**Problem to work on:** In the data below, find the line that contains "catalog, then evaluate." and the line that contains "for layer in". Copy both, plus every line between them, exactly.

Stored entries

□ □ □ □ □ □ □

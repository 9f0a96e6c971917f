//! # Evaluation
//!
//! One full pass from user inputs to a furnace recommendation:
//! wall resistance → room heat loss → design load → burn of every catalog
//! model → selection or cascade → refuel interval.
//!
//! [`EvaluationInput`] is the validated boundary. Its defaults are the
//! reference scenario (100 m² room, 2.5 m ceiling, 40 cm brick, 22 °C
//! inside, −20 °C outside, softwood at 80 % fill, 85 % efficiency, 8 h burn).
//!
//! ## Example
//!
//! ```rust
//! use hearth_core::catalog::Catalog;
//! use hearth_core::evaluation::{evaluate, EvaluationInput};
//!
//! let evaluation = evaluate(&EvaluationInput::default(), Catalog::builtin()).unwrap();
//! assert!((evaluation.heat_loss.total_kw - 9.21).abs() < 0.01);
//! assert_eq!(evaluation.recommendation.model_name(), Some("Муссон 2000"));
//! ```

use serde::{Deserialize, Serialize};

use crate::calculations::burn::BURN_DURATION_OPTIONS_H;
use crate::calculations::heat_loss::{self, HeatLossInput, HeatLossResult, RoomSpec, DEFAULT_CEILING_R, DEFAULT_FLOOR_R};
use crate::calculations::recommendation::{self, ModelRun, Recommendation};
use crate::calculations::wall::{self, WallAssembly, WallConstruction, WallResult, WOOL_THICKNESS_OPTIONS_CM};
use crate::catalog::Catalog;
use crate::equations::{Equation, EquationTracker, EquationUsage};
use crate::errors::{CalcError, CalcResult};
use crate::materials::FirewoodSpecies;
use crate::units::{Centimeters, Meters};

/// Accepted floor area, m²
pub const AREA_RANGE_M2: (f64, f64) = (4.0, 2000.0);
/// Accepted ceiling height, m
pub const HEIGHT_RANGE_M: (f64, f64) = (1.6, 6.0);
/// Accepted homogeneous wall thickness, cm
pub const WALL_THICKNESS_RANGE_CM: (f64, f64) = (5.0, 100.0);
/// Accepted indoor temperature, °C
pub const T_IN_RANGE_C: (f64, f64) = (15.0, 70.0);
/// Accepted outdoor temperature, °C
pub const T_OUT_RANGE_C: (f64, f64) = (-50.0, 10.0);
/// Accepted firebox fill, %
pub const FILL_RANGE_PERCENT: (f64, f64) = (50.0, 100.0);
/// Accepted furnace efficiency, %
pub const EFFICIENCY_RANGE_PERCENT: (f64, f64) = (70.0, 95.0);

/// Everything the user chooses
#[derive(Debug, Clone, PartialEq, Serialize, Deserialize)]
#[serde(default)]
pub struct EvaluationInput {
    /// Floor area, m²
    pub area_m2: f64,
    /// Ceiling height, m
    pub height_m: f64,
    pub construction: WallConstruction,
    /// Wall thickness, or insulation thickness for the clad construction, cm
    pub thickness_cm: f64,
    /// Indoor design temperature, °C
    pub t_in_c: f64,
    /// Outdoor design temperature, °C
    pub t_out_c: f64,
    pub species: FirewoodSpecies,
    /// Firebox fill, %
    pub fill_percent: f64,
    /// Furnace and system efficiency, %
    pub efficiency_percent: f64,
    /// Burn duration of one charge, h
    pub burn_hours: f64,
    /// Floor resistance, m²·K/W
    pub floor_r: f64,
    /// Ceiling resistance, m²·K/W
    pub ceiling_r: f64,
}

impl Default for EvaluationInput {
    fn default() -> Self {
        EvaluationInput {
            area_m2: 100.0,
            height_m: 2.5,
            construction: WallConstruction::Brick,
            thickness_cm: 40.0,
            t_in_c: 22.0,
            t_out_c: -20.0,
            species: FirewoodSpecies::Softwood,
            fill_percent: 80.0,
            efficiency_percent: 85.0,
            burn_hours: 8.0,
            floor_r: DEFAULT_FLOOR_R,
            ceiling_r: DEFAULT_CEILING_R,
        }
    }
}

fn check_range(field: &str, value: f64, (min, max): (f64, f64), unit: &str) -> CalcResult<()> {
    if value.is_nan() || value < min || value > max {
        return Err(CalcError::invalid_input(
            field,
            value.to_string(),
            format!("Must be between {} and {} {}", min, max, unit),
        ));
    }
    Ok(())
}

impl EvaluationInput {
    pub fn room(&self) -> RoomSpec {
        RoomSpec {
            area_m2: self.area_m2,
            height_m: self.height_m,
            t_in_c: self.t_in_c,
            t_out_c: self.t_out_c,
        }
    }

    /// Wall build-up for the chosen construction and thickness
    pub fn wall_assembly(&self) -> WallAssembly {
        let thickness_m = Meters::from(Centimeters(self.thickness_cm)).value();
        WallAssembly::from_construction(self.construction, thickness_m, thickness_m)
    }

    pub fn fill_fraction(&self) -> f64 {
        self.fill_percent / 100.0
    }

    pub fn efficiency(&self) -> f64 {
        self.efficiency_percent / 100.0
    }

    /// Check every field against the accepted ranges.
    pub fn validate(&self) -> CalcResult<()> {
        check_range("area_m2", self.area_m2, AREA_RANGE_M2, "m²")?;
        check_range("height_m", self.height_m, HEIGHT_RANGE_M, "m")?;

        if self.construction.is_composite() {
            if !WOOL_THICKNESS_OPTIONS_CM.contains(&self.thickness_cm) {
                return Err(CalcError::invalid_input(
                    "thickness_cm",
                    self.thickness_cm.to_string(),
                    format!("Insulation thickness must be one of {:?} cm", WOOL_THICKNESS_OPTIONS_CM),
                ));
            }
        } else {
            check_range("thickness_cm", self.thickness_cm, WALL_THICKNESS_RANGE_CM, "cm")?;
        }

        check_range("t_in_c", self.t_in_c, T_IN_RANGE_C, "°C")?;
        check_range("t_out_c", self.t_out_c, T_OUT_RANGE_C, "°C")?;
        check_range("fill_percent", self.fill_percent, FILL_RANGE_PERCENT, "%")?;
        check_range("efficiency_percent", self.efficiency_percent, EFFICIENCY_RANGE_PERCENT, "%")?;

        if !BURN_DURATION_OPTIONS_H.contains(&self.burn_hours) {
            return Err(CalcError::invalid_input(
                "burn_hours",
                self.burn_hours.to_string(),
                format!("Burn duration must be one of {:?} h", BURN_DURATION_OPTIONS_H),
            ));
        }

        for (field, value) in [("floor_r", self.floor_r), ("ceiling_r", self.ceiling_r)] {
            if value.is_nan() || value <= 0.0 {
                return Err(CalcError::invalid_input(field, value.to_string(), "Resistance must be positive"));
            }
        }

        self.wall_assembly().validate()
    }
}

/// Complete result of one evaluation
#[derive(Debug, Clone, PartialEq, Serialize, Deserialize)]
pub struct Evaluation {
    pub wall: WallResult,
    pub heat_loss: HeatLossResult,
    /// Heat loss with the safety margin, kW
    pub required_load_kw: f64,
    /// Every catalog model in catalog order
    pub runs: Vec<ModelRun>,
    pub recommendation: Recommendation,
    /// Formulas applied, in order of use
    pub equations: Vec<EquationUsage>,
}

impl Evaluation {
    /// Tracker replaying the recorded equation usages
    pub fn equation_tracker(&self) -> EquationTracker {
        let mut tracker = EquationTracker::new();
        for usage in &self.equations {
            tracker.record(usage.equation, usage.context.clone());
        }
        tracker
    }

    /// Unique equations in first-use order
    pub fn unique_equations(&self) -> Vec<Equation> {
        self.equation_tracker().unique_equations()
    }

    /// Run of the recommended model, if a single model was recommended
    pub fn recommended_run(&self) -> Option<&ModelRun> {
        let name = self.recommendation.model_name()?;
        self.runs.iter().find(|r| r.name() == name)
    }
}

/// Validate the input and catalog, then evaluate.
pub fn evaluate(input: &EvaluationInput, catalog: &Catalog) -> CalcResult<Evaluation> {
    input.validate()?;
    catalog.validate()?;
    Ok(evaluate_unchecked(input, catalog))
}

/// Evaluate without range checks.
///
/// Degenerate inputs give defined results (zero loss, zero output, no
/// recommendation) rather than errors.
pub fn evaluate_unchecked(input: &EvaluationInput, catalog: &Catalog) -> Evaluation {
    let mut tracker = EquationTracker::new();

    let assembly = input.wall_assembly();
    let wall = wall::calculate(&assembly);
    for layer in &wall.layers {
        tracker.record(Equation::LayerResistance, layer.material.display_name());
    }
    tracker.record(Equation::TotalResistance, "Wall");

    let heat_loss = heat_loss::calculate(&HeatLossInput {
        room: input.room(),
        wall_r: wall.total_resistance,
        floor_r: input.floor_r,
        ceiling_r: input.ceiling_r,
    });
    tracker.record(Equation::SquarePerimeter, "Room");
    for surface in ["Walls", "Floor", "Ceiling"] {
        tracker.record(Equation::ConductiveLoss, surface);
    }
    tracker.record(Equation::TotalHeatLoss, "Room");

    let required_load_kw = recommendation::required_load_kw(heat_loss.total_kw);
    tracker.record(Equation::DesignLoad, "Room");

    let runs = recommendation::run_catalog(
        catalog,
        input.fill_fraction(),
        input.species,
        input.efficiency(),
        input.burn_hours,
    );
    for run in &runs {
        for equation in [
            Equation::FuelMass,
            Equation::FuelEnergy,
            Equation::UsableEnergy,
            Equation::AveragePower,
            Equation::PeakPower,
            Equation::LinearDecay,
        ] {
            tracker.record(equation, run.name());
        }
    }

    let recommendation = recommendation::recommend(&runs, heat_loss.total_kw);
    tracker.record(Equation::ModelSelection, "Catalog");
    match &recommendation {
        Recommendation::Single { model, .. } => tracker.record(Equation::RefuelInterval, model.as_str()),
        Recommendation::Cascade(cascade) => tracker.record(Equation::CascadeCount, cascade.model.as_str()),
        Recommendation::None => {}
    }

    tracing::info!(
        heat_loss_kw = heat_loss.total_kw,
        required_load_kw,
        recommendation = ?recommendation.model_name(),
        cascade = ?recommendation.cascade().map(|c| c.descriptor()),
        "evaluation complete"
    );

    Evaluation {
        wall,
        heat_loss,
        required_load_kw,
        runs,
        recommendation,
        equations: tracker.usages().to_vec(),
    }
}
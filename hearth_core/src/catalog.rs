//! # Furnace Catalog
//!
//! The line of "Муссон" wood-fired furnaces, ordered by increasing chamber
//! volume. The builtin catalog is constructed once and shared by reference;
//! a replacement catalog can be read from TOML.
//!
//! ## TOML Format
//!
//! ```toml
//! [[models]]
//! name = "Муссон 300"
//! volume_l = 77.0
//! duct_count = 2
//! duct_diameter_mm = 133.0
//! ```
//!
//! ## Example
//!
//! ```rust
//! use hearth_core::catalog::Catalog;
//!
//! let catalog = Catalog::builtin();
//! assert_eq!(catalog.len(), 5);
//! assert_eq!(catalog.get("Муссон 600").unwrap().volume_l, 125.0);
//! ```

use once_cell::sync::Lazy;
use serde::{Deserialize, Serialize};

use crate::errors::{CalcError, CalcResult};
use crate::units::{CubicMeters, Liters};

/// A single furnace model
#[derive(Debug, Clone, PartialEq, Serialize, Deserialize)]
pub struct FurnaceModel {
    /// Model name as printed in the product line
    pub name: String,
    /// Firebox volume in liters
    pub volume_l: f64,
    /// Number of flue ducts
    pub duct_count: u32,
    /// Flue duct diameter in millimeters
    pub duct_diameter_mm: f64,
}

impl FurnaceModel {
    pub fn new(name: impl Into<String>, volume_l: f64, duct_count: u32, duct_diameter_mm: f64) -> Self {
        FurnaceModel {
            name: name.into(),
            volume_l,
            duct_count,
            duct_diameter_mm,
        }
    }

    /// Firebox volume in cubic meters
    pub fn volume_m3(&self) -> f64 {
        CubicMeters::from(Liters(self.volume_l)).value()
    }
}

/// Ordered collection of furnace models
#[derive(Debug, Clone, PartialEq, Serialize, Deserialize)]
pub struct Catalog {
    pub models: Vec<FurnaceModel>,
}

static BUILTIN: Lazy<Catalog> = Lazy::new(|| Catalog {
    models: vec![
        FurnaceModel::new("Муссон 300", 77.0, 2, 133.0),
        FurnaceModel::new("Муссон 600", 125.0, 3, 133.0),
        FurnaceModel::new("Муссон 1000", 200.0, 3, 133.0),
        FurnaceModel::new("Муссон 1500", 311.0, 4, 133.0),
        FurnaceModel::new("Муссон 2000", 467.0, 4, 159.0),
    ],
});

impl Catalog {
    /// The builtin five-model catalog
    pub fn builtin() -> &'static Catalog {
        &BUILTIN
    }

    /// Build a catalog, rejecting empty lists and non-physical entries.
    pub fn new(models: Vec<FurnaceModel>) -> CalcResult<Self> {
        let catalog = Catalog { models };
        catalog.validate()?;
        Ok(catalog)
    }

    /// Parse and validate a catalog from TOML text
    pub fn from_toml_str(s: &str) -> CalcResult<Self> {
        let catalog: Catalog = toml::from_str(s)?;
        catalog.validate()?;
        tracing::debug!(models = catalog.len(), "loaded furnace catalog");
        Ok(catalog)
    }

    /// Serialize to TOML text
    pub fn to_toml_string(&self) -> CalcResult<String> {
        toml::to_string(self).map_err(|e| CalcError::serialization(e.to_string()))
    }

    pub fn validate(&self) -> CalcResult<()> {
        if self.models.is_empty() {
            return Err(CalcError::catalog("catalog contains no furnace models"));
        }
        for model in &self.models {
            if model.name.trim().is_empty() {
                return Err(CalcError::catalog("furnace model with empty name"));
            }
            if model.volume_l.is_nan() || model.volume_l <= 0.0 {
                return Err(CalcError::catalog(format!(
                    "'{}' has non-positive chamber volume {}",
                    model.name, model.volume_l
                )));
            }
            if self.models.iter().filter(|m| m.name == model.name).count() > 1 {
                return Err(CalcError::catalog(format!("duplicate model name '{}'", model.name)));
            }
        }
        Ok(())
    }

    /// Look up a model by exact name
    pub fn get(&self, name: &str) -> Option<&FurnaceModel> {
        self.models.iter().find(|m| m.name == name)
    }

    pub fn iter(&self) -> impl Iterator<Item = &FurnaceModel> {
        self.models.iter()
    }

    pub fn len(&self) -> usize {
        self.models.len()
    }

    pub fn is_empty(&self) -> bool {
        self.models.is_empty()
    }
}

□ □ □ □ □ □ □

**Response to this task:**
/// Validate the input and catalog, then evaluate.
pub fn evaluate(input: &EvaluationInput, catalog: &Catalog) -> CalcResult<Evaluation> {
    input.validate()?;
    catalog.validate()?;
    Ok(evaluate_unchecked(input, catalog))
}

/// Evaluate without range checks.
///
/// Degenerate inputs give defined results (zero loss, zero output, no
/// recommendation) rather than errors.
pub fn evaluate_unchecked(input: &EvaluationInput, catalog: &Catalog) -> Evaluation {
    let mut tracker = EquationTracker::new();

    let assembly = input.wall_assembly();
    let wall = wall::calculate(&assembly);
    for layer in &wall.layers {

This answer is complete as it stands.